La vraie stratégie pour une paix solidaire et durable

Obama ne décevra pas l’Afrique et les Africains en reconnaissant les compétences des Africains dans tous les domaines, surtout que l’Amérique en a formé de hauts cadres, dont certains, les plus éminents, font avancer les industries aéronautiques et aérospatiales américaines. Les Africains attendent plus que jamais l’intelligence, la voix et la main des Américains pour sortir de la pauvreté. Les discours ne font pas la stabilité, « la paix, ce n’est pas un mot, c’est un comportement », disait le feu président ivoirien Houphouet-Boigny. Les USA ne seront pas de trop quand ils viendront au secours des États africains menacés par des apatrides, des séparatistes religieux, des régimes autocratiques et anti-démocratiques, les impérialistes.
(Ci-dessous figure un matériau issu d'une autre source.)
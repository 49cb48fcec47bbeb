//! The design philosophy underlying `fingerprint_verify` is pedagogical, yet mathematically rigorous.
//! Each module encapsulates one randomized verification idea, illustrating how a cheap
//! computation over a prime field can stand in for an expensive exact one.
//!
//! This crate aspires to bridge gaps between theoretical exposition and practical engineering,
//! serving both as a didactic resource and a foundation for probabilistic checking.
//! Reproducible randomness source.
//!
//! Verifiers never own a generator: every randomized entry point takes a
//! caller-supplied `rand::Rng`.  This module provides one concrete choice, a
//! deterministic stream generator backed by domain-separated BLAKE2b-256
//! expansions.  Every output chunk is derived from a hash of the seed and an
//! invocation counter, so two generators built from the same seed replay the
//! same stream, and independent trials can be given disjoint streams via
//! [`SimplePrng::for_trial`].

use blake2::digest::{consts::U32, Digest};
use rand::{RngCore, SeedableRng};

type Blake2b256 = blake2::Blake2b<U32>;

const PRNG_DOMAIN: &[u8] = b"FPV_PRNG";
const TRIAL_DOMAIN: &[u8] = b"FPV_TRIAL";

/// A deterministic stream generator derived from BLAKE2b-256.
///
/// The generator is not synchronised: share one per thread, or derive one
/// per trial with [`SimplePrng::for_trial`].
#[derive(Debug, Clone)]
pub struct SimplePrng {
    seed: [u8; 32],
    counter: u64,
    buffer: [u8; 32],
    offset: usize,
}

impl SimplePrng {
    /// Creates a new PRNG seeded with `seed`.
    pub fn new(seed: u64) -> Self {
        let mut hasher = Blake2b256::new();
        hasher.update(PRNG_DOMAIN);
        hasher.update(seed.to_be_bytes());
        let mut base = [0u8; 32];
        base.copy_from_slice(&hasher.finalize());
        Self::from_seed_bytes(base)
    }

    /// Creates the generator owned by trial number `trial` of a run seeded
    /// with `seed`.  Distinct trial indices yield unrelated streams.
    pub fn for_trial(seed: u64, trial: u64) -> Self {
        let mut hasher = Blake2b256::new();
        hasher.update(TRIAL_DOMAIN);
        hasher.update(seed.to_be_bytes());
        hasher.update(trial.to_be_bytes());
        let mut base = [0u8; 32];
        base.copy_from_slice(&hasher.finalize());
        Self::from_seed_bytes(base)
    }

    /// Creates a PRNG from a raw 32-byte seed.
    pub fn from_seed_bytes(seed: [u8; 32]) -> Self {
        Self {
            seed,
            counter: 0,
            buffer: [0u8; 32],
            offset: 32,
        }
    }

    fn refill(&mut self) {
        let mut hasher = Blake2b256::new();
        hasher.update(PRNG_DOMAIN);
        hasher.update(self.seed);
        hasher.update(self.counter.to_be_bytes());
        self.buffer.copy_from_slice(&hasher.finalize());
        self.counter = self.counter.wrapping_add(1);
        self.offset = 0;
    }

    fn take<const N: usize>(&mut self) -> [u8; N] {
        if self.offset + N > self.buffer.len() {
            self.refill();
        }
        let mut chunk = [0u8; N];
        chunk.copy_from_slice(&self.buffer[self.offset..self.offset + N]);
        self.offset += N;
        chunk
    }
}

impl RngCore for SimplePrng {
    fn next_u32(&mut self) -> u32 {
        u32::from_be_bytes(self.take::<4>())
    }

    fn next_u64(&mut self) -> u64 {
        u64::from_be_bytes(self.take::<8>())
    }

    fn fill_bytes(&mut self, dest: &mut [u8]) {
        for byte in dest.iter_mut() {
            *byte = self.take::<1>()[0];
        }
    }

    fn try_fill_bytes(&mut self, dest: &mut [u8]) -> Result<(), rand::Error> {
        self.fill_bytes(dest);
        Ok(())
    }
}

impl SeedableRng for SimplePrng {
    type Seed = [u8; 32];

    fn from_seed(seed: Self::Seed) -> Self {
        Self::from_seed_bytes(seed)
    }

    fn seed_from_u64(state: u64) -> Self {
        Self::new(state)
    }
}

#[cfg(test)]
mod tests {
    use super::*;
    use rand::Rng;

    #[test]
    fn test_same_seed_replays_stream() {
        let mut a = SimplePrng::new(7);
        let mut b = SimplePrng::seed_from_u64(7);
        for _ in 0..20 {
            assert_eq!(a.next_u64(), b.next_u64());
        }
    }

    #[test]
    fn test_trial_streams_differ() {
        let mut a = SimplePrng::for_trial(7, 0);
        let mut b = SimplePrng::for_trial(7, 1);
        let xs: Vec<u64> = (0..4).map(|_| a.next_u64()).collect();
        let ys: Vec<u64> = (0..4).map(|_| b.next_u64()).collect();
        assert_ne!(xs, ys);
    }

    #[test]
    fn test_mixed_widths_cross_refills() {
        let mut rng = SimplePrng::new(1);
        let mut bytes = [0u8; 45];
        rng.fill_bytes(&mut bytes);
        let _ = rng.next_u32();
        let _ = rng.next_u64();
        let sample: u64 = rng.gen_range(10..20);
        assert!((10..20).contains(&sample));
    }
}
Là, ils auront le soutien de toute l’Afrique qui réclame depuis les indépendances la paix et la sécurité. Leur ingérence serait davantage comprise quand c’est pour participer à rétablir un État de droit avec un régime démocratiquement élu. C’est, à mon avis, à cette seule condition que la sécurité des pays développés serait assurée. Pour tout stratège politique, le monde connaitra une accalmie et un développement stable que quand les pauvres géreront eux-mêmes leur misère. L’essor de l’Afrique se fera avec ceux qui sont munis d’intentions de progrès et non de profits, de ceux qui pourront aider à asseoir des régimes honnêtes et démocratiques, c’est-à-dire des États avec des institutions crédibles et solides.